**Problem details:**
Please write out each entry below exactly as given.

[Stored data entries]
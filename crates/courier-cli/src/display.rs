//! Formatting helpers for CLI output

use std::time::Duration;

/// Human readable byte count
pub fn format_bytes(bytes: u64) -> String {
    const UNITS: &[&str] = &["B", "KB", "MB", "GB", "TB"];
    let mut size = bytes as f64;
    let mut unit_index = 0;

    while size >= 1024.0 && unit_index < UNITS.len() - 1 {
        size /= 1024.0;
        unit_index += 1;
    }

    format!("{:.2} {}", size, UNITS[unit_index])
}

/// Human readable duration
pub fn format_duration(duration: Duration) -> String {
    let secs = duration.as_secs();
    if secs < 60 {
        format!("{:.2}s", duration.as_secs_f64())
    } else if secs < 3600 {
        format!("{}m {}s", secs / 60, secs % 60)
    } else {
        format!("{}h {}m {}s", secs / 3600, (secs % 3600) / 60, secs % 60)
    }
}

/// Speed given in bytes per millisecond, shown per second
pub fn format_speed(bytes_per_milli: f64) -> String {
    format!("{}/s", format_bytes((bytes_per_milli * 1000.0) as u64))
}

#[cfg(test)]
mod tests {
    use super::*;
    use rstest::rstest;

    #[rstest]
    #[case(512, "512.00 B")]
    #[case(1536, "1.50 KB")]
    #[case(10 * 1024 * 1024, "10.00 MB")]
    fn test_format_bytes(#[case] bytes: u64, #[case] expected: &str) {
        assert_eq!(format_bytes(bytes), expected);
    }

    #[test]
    fn test_format_duration_and_speed() {
        assert_eq!(format_duration(Duration::from_secs(75)), "1m 15s");
        assert_eq!(format_duration(Duration::from_secs(3725)), "1h 2m 5s");
        assert_eq!(format_speed(0.5), "500.00 B/s");
    }
}
//! Task execution engine for Courier
//!
//! A fixed pool of tokio workers pulls tasks from one FIFO admission queue.
//! Admission never blocks the caller: a stopped engine, a full queue, or a
//! duplicate id are reported as errors. Every admitted task is written to a
//! durable queue first so that work not yet finished can be replayed after a
//! restart.
//!
//! # Features
//!
//! - **Identity**: at most one queued or running task per [`TaskId`](courier_types::TaskId)
//! - **Cooperative cancellation**: monotonic cancel flags polled by task bodies
//! - **Execution traces**: time spent waiting and running, plus the last error
//! - **Retry policies**: pluggable predicate deciding whether a finished task is resubmitted
//! - **Recovery**: replay of durable records once the queue has been restored
//!
//! # Examples
//!
//! ```rust
//! use async_trait::async_trait;
//! use courier_engine::{Runnable, TaskDescriptor, TaskEngine};
//! use courier_types::{Result, TaskId, TaskRecord};
//! use std::sync::Arc;
//!
//! struct Hello(TaskDescriptor);
//!
//! #[async_trait]
//! impl Runnable for Hello {
//!     fn descriptor(&self) -> &TaskDescriptor {
//!         &self.0
//!     }
//!
//!     fn record(&self) -> Result<TaskRecord> {
//!         Ok(TaskRecord::new(self.0.id(), self.0.name(), "hello", ""))
//!     }
//!
//!     async fn run(&self) -> Result<()> {
//!         println!("hello from {}", self.0.name());
//!         Ok(())
//!     }
//! }
//!
//! # #[tokio::main]
//! # async fn main() -> Result<()> {
//! let engine = TaskEngine::builder().start()?;
//! engine.execute(Arc::new(Hello(TaskDescriptor::new(TaskId::new(1), "greeter"))))?;
//! engine.shutdown().await;
//! # Ok(())
//! # }
//! ```

#![deny(missing_docs)]
#![warn(clippy::all, clippy::pedantic, clippy::nursery)]
#![allow(clippy::module_name_repetitions)]

pub mod engine;
pub mod listener;
pub mod queue;
pub mod retry;
pub mod task;
pub mod trace;

pub use engine::{EngineBuilder, EngineStats, TaskEngine, TaskFactory};
pub use listener::EngineListener;
pub use queue::{DurableQueue, MemoryQueue, RestoreCallback};
pub use retry::{retry_fn, FnRetryPolicy, NeverRetry, RetryOnError, RetryPolicy};
pub use task::{Runnable, TaskDescriptor};
pub use trace::ExecutionTrace;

**Solution to this problem:**
filename crates/courier-cli/src/display.rs
//! Formatting helpers for CLI output

use std::time::Duration;

/// Human readable byte count
pub fn format_bytes(bytes: u64) -> String {
    const UNITS: &[&str] = &["B", "KB", "MB", "GB", "TB"];
    let mut size = bytes as f64;
    let mut unit_index = 0;

    while size >= 1024.0 && unit_index < UNITS.len() - 1 {
        size /= 1024.0;
        unit_index += 1;
    }

    format!("{:.2} {}", size, UNITS[unit_index])
}

/// Human readable duration
pub fn format_duration(duration: Duration) -> String {
    let secs = duration.as_secs();
    if secs < 60 {
        format!("{:.2}s", duration.as_secs_f64())
    } else if secs < 3600 {
        format!("{}m {}s", secs / 60, secs % 60)
    } else {
        format!("{}h {}m {}s", secs / 3600, (secs % 3600) / 60, secs % 60)
    }
}

/// Speed given in bytes per millisecond, shown per second
pub fn format_speed(bytes_per_milli: f64) -> String {
    format!("{}/s", format_bytes((bytes_per_milli * 1000.0) as u64))
}

#[cfg(test)]
mod tests {
    use super::*;
    use rstest::rstest;

    #[rstest]
    #[case(512, "512.00 B")]
    #[case(1536, "1.50 KB")]
    #[case(10 * 1024 * 1024, "10.00 MB")]
    fn test_format_bytes(#[case] bytes: u64, #[case] expected: &str) {
        assert_eq!(format_bytes(bytes), expected);
    }

    #[test]
    fn test_format_duration_and_speed() {
        assert_eq!(format_duration(Duration::from_secs(75)), "1m 15s");
        assert_eq!(format_duration(Duration::from_secs(3725)), "1h 2m 5s");
        assert_eq!(format_speed(0.5), "500.00 B/s");
    }
}
//! Task execution engine for Courier
//!
//! A fixed pool of tokio workers pulls tasks from one FIFO admission queue.
//! Admission never blocks the caller: a stopped engine, a full queue, or a
//! duplicate id are reported as errors. Every admitted task is written to a
//! durable queue first so that work not yet finished can be replayed after a
//! restart.
//!
//! # Features
//!
//! - **Identity**: at most one queued or running task per [`TaskId`](courier_types::TaskId)
//! - **Cooperative cancellation**: monotonic cancel flags polled by task bodies
//! - **Execution traces**: time spent waiting and running, plus the last error
//! - **Retry policies**: pluggable predicate deciding whether a finished task is resubmitted
//! - **Recovery**: replay of durable records once the queue has been restored
//!
//! # Examples
//!
//! ```rust
//! use async_trait::async_trait;
//! use courier_engine::{Runnable, TaskDescriptor, TaskEngine};
//! use courier_types::{Result, TaskId, TaskRecord};
//! use std::sync::Arc;
//!
//! struct Hello(TaskDescriptor);
//!
//! #[async_trait]
//! impl Runnable for Hello {
//!     fn descriptor(&self) -> &TaskDescriptor {
//!         &self.0
//!     }
//!
//!     fn record(&self) -> Result<TaskRecord> {
//!         Ok(TaskRecord::new(self.0.id(), self.0.name(), "hello", ""))
//!     }
//!
//!     async fn run(&self) -> Result<()> {
//!         println!("hello from {}", self.0.name());
//!         Ok(())
//!     }
//! }
//!
//! # #[tokio::main]
//! # async fn main() -> Result<()> {
//! let engine = TaskEngine::builder().start()?;
//! engine.execute(Arc::new(Hello(TaskDescriptor::new(TaskId::new(1), "greeter"))))?;
//! engine.shutdown().await;
//! # Ok(())
//! # }
//! ```

#![deny(missing_docs)]
#![warn(clippy::all, clippy::pedantic, clippy::nursery)]
#![allow(clippy::module_name_repetitions)]

pub mod engine;
pub mod listener;
pub mod queue;
pub mod retry;
pub mod task;
pub mod trace;

pub use engine::{EngineBuilder, EngineStats, TaskEngine, TaskFactory};
pub use listener::EngineListener;
pub use queue::{DurableQueue, MemoryQueue, RestoreCallback};
pub use retry::{retry_fn, FnRetryPolicy, NeverRetry, RetryOnError, RetryPolicy};
pub use task::{Runnable, TaskDescriptor};
pub use trace::ExecutionTrace;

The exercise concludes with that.